Yet to start work on this bug.
How reproducible is this bug in your testing? 100%? 50%? If reproducible enough to discern, does it always occur at the same point in the test case? This appears similar to a recent report suspected to be related to selinux, but ultimately was not reproducible. I've attempted to reproduce this a couple times on a local rhev/rhs setup without success. I've run through the entire test case sequence a couple times as well as repeated the final recovery step (step 15, boot up a node into recovery while the VMs are being updated) a couple more times independently. One of the latter tests is still running at the moment. I've reproduced some hung task messages, but no paused VMs thus far... I didn't see anything obvious in the logs that would explain the failure, though there is a lot of data (including expected failure output) so it's very possible I've missed something. I'll take a second look when I have a chance, but in the meantime I'd suggest we try and get access to an environment in this state if at all possible.

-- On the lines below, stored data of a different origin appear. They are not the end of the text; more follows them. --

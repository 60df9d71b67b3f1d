//! YouTube transcript source.
//!
//! Caption tracks are fetched with yt-dlp in json3 format, the same
//! timedtext JSON the YouTube player consumes.

use super::{TranscriptSegment, TranscriptSource};
use crate::error::{KapitlerError, Result};
use async_trait::async_trait;
use regex::Regex;
use serde::Deserialize;
use std::sync::OnceLock;
use tracing::debug;

/// Extract the video ID from a YouTube URL.
///
/// Recognizes the query-parameter form (`watch?v=ID`) and the short-link
/// form (`youtu.be/ID`); the ID is everything between the delimiter and the
/// next `&`, `?`, or the end of the string. Anything else is rejected.
pub fn resolve_video_id(url: &str) -> Result<String> {
    static VIDEO_ID_REGEX: OnceLock<Regex> = OnceLock::new();
    let regex = VIDEO_ID_REGEX
        .get_or_init(|| Regex::new(r"(?:v=|youtu\.be/)([^&?]+)").expect("Invalid regex"));

    regex
        .captures(url.trim())
        .and_then(|caps| caps.get(1))
        .map(|m| m.as_str().to_string())
        .ok_or_else(|| KapitlerError::InvalidUrl(url.to_string()))
}

/// YouTube caption track fetcher backed by yt-dlp.
pub struct YoutubeTranscripts {
    /// Subtitle languages passed to yt-dlp, in preference order.
    languages: String,
}

impl YoutubeTranscripts {
    pub fn new() -> Self {
        Self {
            languages: "en.*,en".to_string(),
        }
    }

    /// Use a different subtitle language preference (yt-dlp `--sub-langs` syntax).
    pub fn with_languages(languages: &str) -> Self {
        Self {
            languages: languages.to_string(),
        }
    }

    async fn download_caption_track(&self, video_id: &str) -> Result<String> {
        let url = format!("https://www.youtube.com/watch?v={}", video_id);
        let dir = tempfile::tempdir()?;
        let template = format!("{}/captions.%(ext)s", dir.path().display());

        let output = tokio::process::Command::new("yt-dlp")
            .args([
                "--skip-download",
                "--write-subs",
                "--write-auto-subs",
                "--sub-langs",
                &self.languages,
                "--sub-format",
                "json3",
                "--no-warnings",
                "--output",
                &template,
                &url,
            ])
            .output()
            .await
            .map_err(|e| {
                if e.kind() == std::io::ErrorKind::NotFound {
                    KapitlerError::ToolNotFound("yt-dlp".to_string())
                } else {
                    KapitlerError::TranscriptUnavailable(format!("Failed to run yt-dlp: {}", e))
                }
            })?;

        if !output.status.success() {
            let stderr = String::from_utf8_lossy(&output.stderr);
            return Err(KapitlerError::TranscriptUnavailable(format!(
                "Video {} not found or unavailable: {}",
                video_id,
                stderr.trim()
            )));
        }

        // yt-dlp writes captions.<lang>.json3; take the first track it chose.
        let track_path = std::fs::read_dir(dir.path())?
            .filter_map(|entry| entry.ok())
            .map(|entry| entry.path())
            .find(|path| path.extension().is_some_and(|ext| ext == "json3"))
            .ok_or_else(|| {
                KapitlerError::TranscriptUnavailable(format!(
                    "Video {} has no caption track (transcripts may be disabled)",
                    video_id
                ))
            })?;

        debug!("Reading caption track from {}", track_path.display());
        Ok(std::fs::read_to_string(&track_path)?)
    }
}

impl Default for YoutubeTranscripts {
    fn default() -> Self {
        Self::new()
    }
}

#[async_trait]
impl TranscriptSource for YoutubeTranscripts {
    async fn fetch_transcript(&self, video_id: &str) -> Result<Vec<TranscriptSegment>> {
        let content = self.download_caption_track(video_id).await?;
        let segments = parse_json3(&content)?;

        if segments.is_empty() {
            return Err(KapitlerError::TranscriptUnavailable(format!(
                "Caption track for video {} contained no speech segments",
                video_id
            )));
        }

        Ok(segments)
    }
}

#[derive(Debug, Deserialize)]
struct Json3Track {
    #[serde(default)]
    events: Vec<Json3Event>,
}

#[derive(Debug, Deserialize)]
struct Json3Event {
    #[serde(rename = "tStartMs", default)]
    t_start_ms: u64,
    segs: Option<Vec<Json3Seg>>,
}

#[derive(Debug, Deserialize)]
struct Json3Seg {
    #[serde(default)]
    utf8: String,
}

/// Parse a json3 caption track into transcript segments.
///
/// Events without text segments (window styling, cue boundaries) are
/// skipped, as are segments that only carry line breaks.
fn parse_json3(content: &str) -> Result<Vec<TranscriptSegment>> {
    let track: Json3Track = serde_json::from_str(content).map_err(|e| {
        KapitlerError::TranscriptUnavailable(format!("Malformed caption track: {}", e))
    })?;

    let mut segments = Vec::new();
    for event in track.events {
        let Some(segs) = event.segs else { continue };

        let text = segs
            .iter()
            .map(|seg| seg.utf8.as_str())
            .collect::<String>()
            .trim()
            .to_string();

        if text.is_empty() {
            continue;
        }

        segments.push(TranscriptSegment {
            start_seconds: event.t_start_ms as f64 / 1000.0,
            text,
        });
    }

    Ok(segments)
}
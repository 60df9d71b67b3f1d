//! Pre-flight checks before expensive operations.
//!
//! Validates that required tools and configuration are available
//! before starting operations that would otherwise fail midway.

use crate::error::{KapitlerError, Result};
use crate::llm::GEMINI_API_KEY_VAR;
use std::process::Command;

/// Requirements for different operations.
#[derive(Debug, Clone, Copy)]
pub enum Operation {
    /// Chapter generation requires the API key and yt-dlp.
    Generate,
}

/// Run pre-flight checks for the given operation.
///
/// Returns Ok(()) if all checks pass, or an error describing what's missing.
pub fn check(operation: Operation) -> Result<()> {
    match operation {
        Operation::Generate => {
            check_api_key()?;
            check_tool("yt-dlp")?;
        }
    }
    Ok(())
}

/// Check if the Gemini API key is configured.
fn check_api_key() -> Result<()> {
    match std::env::var(GEMINI_API_KEY_VAR) {
        Ok(key) if !key.is_empty() => Ok(()),
        Ok(_) => Err(KapitlerError::Config(format!(
            "{} is empty. Set it with: export {}='...'",
            GEMINI_API_KEY_VAR, GEMINI_API_KEY_VAR
        ))),
        Err(_) => Err(KapitlerError::Config(format!(
            "{} not set. Set it with: export {}='...'",
            GEMINI_API_KEY_VAR, GEMINI_API_KEY_VAR
        ))),
    }
}

/// Check if an external tool is available.
fn check_tool(name: &str) -> Result<()> {
    match Command::new(name).arg("--version").output() {
        Ok(output) if output.status.success() => Ok(()),
        Ok(_) => Err(KapitlerError::ToolNotFound(format!(
            "{} is installed but not working correctly",
            name
        ))),
        Err(e) if e.kind() == std::io::ErrorKind::NotFound => {
            Err(KapitlerError::ToolNotFound(name.to_string()))
        }
        Err(e) => Err(KapitlerError::ToolNotFound(format!("{}: {}", name, e))),
    }
}

#[cfg(test)]
mod tests {
    use super::*;

    #[test]
    fn test_missing_tool_maps_to_tool_not_found() {
        let result = check_tool("definitely-not-a-real-tool-12345");
        assert!(matches!(result, Err(KapitlerError::ToolNotFound(_))));
    }
}
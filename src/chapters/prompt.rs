//! Prompt compilation for chapter generation.
//!
//! The compiled prompt is the only enforcement mechanism the pipeline has
//! over the model, so its wording is treated as a contract: the output
//! grammar and the timing rules stated here are exactly what
//! [`validate_response`](super::validate::validate_response) checks.

use super::DEFAULT_MIN_GAP_SECONDS;
use serde::{Deserialize, Serialize};

/// Worked example in the exact output grammar, shown to the model verbatim.
pub const EXAMPLE_CHAPTERS: &str = "00:00 Introduction\n01:30 Core Concepts\n05:45 Closing Thoughts";

/// How the model is asked to choose chapter boundaries.
#[derive(Debug, Clone, Copy, Serialize, Deserialize, Default, PartialEq, Eq)]
#[serde(rename_all = "kebab-case")]
pub enum ChapteringPolicy {
    /// Mark every topic shift, count determined by content.
    OpenEnded,
    /// Mark topic shifts, then self-review and drop weak boundaries (default).
    #[default]
    SelfReview,
    /// Produce exactly the configured number of chapters.
    FixedCount,
}

impl std::str::FromStr for ChapteringPolicy {
    type Err = String;

    fn from_str(s: &str) -> std::result::Result<Self, Self::Err> {
        match s.to_lowercase().as_str() {
            "open-ended" | "open" => Ok(ChapteringPolicy::OpenEnded),
            "self-review" | "review" => Ok(ChapteringPolicy::SelfReview),
            "fixed-count" | "fixed" => Ok(ChapteringPolicy::FixedCount),
            _ => Err(format!("Unknown chaptering policy: {}", s)),
        }
    }
}

impl std::fmt::Display for ChapteringPolicy {
    fn fmt(&self, f: &mut std::fmt::Formatter<'_>) -> std::fmt::Result {
        match self {
            ChapteringPolicy::OpenEnded => write!(f, "open-ended"),
            ChapteringPolicy::SelfReview => write!(f, "self-review"),
            ChapteringPolicy::FixedCount => write!(f, "fixed-count"),
        }
    }
}

/// Options controlling prompt compilation.
#[derive(Debug, Clone)]
pub struct PromptOptions {
    pub policy: ChapteringPolicy,
    /// Exact chapter count to request; `None` leaves it to the content.
    pub target_chapter_count: Option<u32>,
    /// Minimum spacing between consecutive chapters, stated in the rules.
    pub min_gap_seconds: u64,
}

impl Default for PromptOptions {
    fn default() -> Self {
        Self {
            policy: ChapteringPolicy::default(),
            target_chapter_count: None,
            min_gap_seconds: DEFAULT_MIN_GAP_SECONDS,
        }
    }
}

/// Compile the encoded transcript into a single chapter-generation prompt.
///
/// The sections appear in fixed order: instructions, cardinality, timing
/// rules, worked example, transcript body, terminal cue. Identical inputs
/// produce byte-identical prompts.
pub fn compile_prompt(encoded_transcript: &str, opts: &PromptOptions) -> String {
    let mut prompt = String::new();

    prompt.push_str(
        "Based on the following transcript, generate a chapter list following these instructions:\n",
    );
    prompt.push_str(
        "1. Identify key topic shifts and assign each a starting timestamp in MM:SS format \
         (or HH:MM:SS if the transcript runs past one hour).\n",
    );
    prompt.push_str(
        "2. Format each chapter as '<timestamp> <chapter title>' (e.g., '00:00 Introduction').\n",
    );

    let mut step = 3;
    if opts.policy == ChapteringPolicy::SelfReview {
        prompt.push_str(&format!(
            "{}. Then, review the chapter list and if any chapter boundary seems misaligned \
             (i.e., if two adjacent chapters do not clearly reflect a topic change), adjust or \
             remove that boundary.\n",
            step
        ));
        step += 1;
    }

    match opts.target_chapter_count {
        Some(count) => {
            prompt.push_str(&format!(
                "{}. Produce exactly {} chapters covering the whole transcript.\n",
                step, count
            ));
        }
        None => {
            prompt.push_str(&format!(
                "{}. Let the content determine how many chapters there are.\n",
                step
            ));
        }
    }

    prompt.push_str("\nThe chapter list must satisfy all of these rules:\n");
    prompt.push_str("- The first chapter starts at exactly 00:00.\n");
    prompt.push_str("- Timestamps are strictly ascending.\n");
    prompt.push_str(&format!(
        "- Consecutive chapters are at least {} seconds apart.\n",
        opts.min_gap_seconds
    ));
    prompt.push_str("- No timestamp and no chapter title appears twice.\n");

    prompt.push_str("\nExample output:\n");
    prompt.push_str(EXAMPLE_CHAPTERS);
    prompt.push('\n');

    prompt.push_str(
        "\nOnly output the final chapter list without any extra commentary.\n\n",
    );

    prompt.push_str("### Transcript:\n");
    prompt.push_str(encoded_transcript);
    prompt.push_str("\nChapters:");

    prompt
}

#[cfg(test)]
mod tests {
    use super::*;

    #[test]
    fn test_prompt_sections_in_order() {
        let prompt = compile_prompt("00:00 hello\n", &PromptOptions::default());

        let instructions = prompt.find("topic shifts").unwrap();
        let rules = prompt.find("strictly ascending").unwrap();
        let example = prompt.find(EXAMPLE_CHAPTERS).unwrap();
        let transcript = prompt.find("### Transcript:").unwrap();

        assert!(instructions < rules);
        assert!(rules < example);
        assert!(example < transcript);
        assert!(prompt.ends_with("Chapters:"));
        assert!(prompt.contains("00:00 hello\n"));
    }

    #[test]
    fn test_self_review_step_is_policy_gated() {
        let mut opts = PromptOptions::default();
        assert!(compile_prompt("", &opts).contains("review the chapter list"));

        opts.policy = ChapteringPolicy::OpenEnded;
        assert!(!compile_prompt("", &opts).contains("review the chapter list"));
    }

    #[test]
    fn test_fixed_count_names_the_exact_count() {
        let opts = PromptOptions {
            policy: ChapteringPolicy::FixedCount,
            target_chapter_count: Some(7),
            ..Default::default()
        };
        assert!(compile_prompt("", &opts).contains("exactly 7 chapters"));
    }

    #[test]
    fn test_missing_count_falls_back_to_open_cardinality() {
        let opts = PromptOptions {
            policy: ChapteringPolicy::FixedCount,
            target_chapter_count: None,
            ..Default::default()
        };
        let prompt = compile_prompt("", &opts);
        assert!(prompt.contains("Let the content determine"));
        assert!(!prompt.contains("exactly"));
    }

    #[test]
    fn test_min_gap_is_configurable() {
        let opts = PromptOptions {
            min_gap_seconds: 30,
            ..Default::default()
        };
        assert!(compile_prompt("", &opts).contains("at least 30 seconds apart"));
    }

    #[test]
    fn test_empty_transcript_still_compiles() {
        let prompt = compile_prompt("", &PromptOptions::default());
        assert!(prompt.contains("### Transcript:\n\nChapters:"));
        assert!(!prompt.is_empty());
    }

    #[test]
    fn test_compilation_is_deterministic() {
        let opts = PromptOptions::default();
        assert_eq!(
            compile_prompt("00:00 a\n", &opts),
            compile_prompt("00:00 a\n", &opts)
        );
    }

    #[test]
    fn test_policy_parses_from_cli_spellings() {
        assert_eq!(
            "self-review".parse::<ChapteringPolicy>().unwrap(),
            ChapteringPolicy::SelfReview
        );
        assert_eq!(
            "fixed".parse::<ChapteringPolicy>().unwrap(),
            ChapteringPolicy::FixedCount
        );
        assert!("chaotic".parse::<ChapteringPolicy>().is_err());
    }
}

Per 31/01 tiger team bug triage meeting, reducing priority because we can resume from the paused state.
Tried to recreate the problem. The test case passed this time with no VM's getting paused.
Dropping blocker tag as per program meeting on 03/11.
Targeting for 2.1.z (Big Bend) U1.
Can we run a round of test? its been 7months since we last ran this test-case.
per triage 12/13, removing from corbett list
To add to this bug, this issue was filed when server-side quorum and client-side quorum are not made as default to virt profile. From RHSS 2.1 Update2 , we have enabled server-side quorum and client-side quorum in virt profile (i.e) for virt-store volumes client-side quorum has certain constraints on its design, that the first brick of the replica group should be up. So, in this case, when client-side quorum is enabled, the VMs on that volume will go to paused state, failing fault-tolerance But the failure of second brick doesn't affect the VMs on that virt-store. Also tested the behavior without quorums enabled. When one of the brick/node goes down, the other replica pair was available and App VMs are up and running healthy.
What is the status of bug fix for this problem? My customer is has just filed a support ticket #01079904 for the same problem. Thanks Jin
More info: Customer is using: RHEV 3.3.1-0.48.el6ev RHS glusterfs 3.4.0.59rhs He has a replicated volume on a two-node RHSS cluster: gluster-node-0 gluster-node-1 He is using "GlusterFS" Storage Domain as configured below Path: gluster-node-0.example.com:/TCC-RHEV VFS Type: glusterfs Mount options: backup-volfile-servers=gluster-node-1.example.com He reported that, VM got paused when he manually took down the "gluster-node-0" node. But the VM works fine when he manually took down node "gluster-node-1". In addition, I know when "PosixFS" is used, RHEV uses Gluster FUSE client to mount Gluster volume on RHEV-H, but in this case he is using "GlusetFS" type Storage Domain. Does the "Mount Options" actually do anything in "GlusterFS" Storage Domain (is it using libgfapi?)? Should customer use "PosixFS" or "GlusetFS" in RHEV?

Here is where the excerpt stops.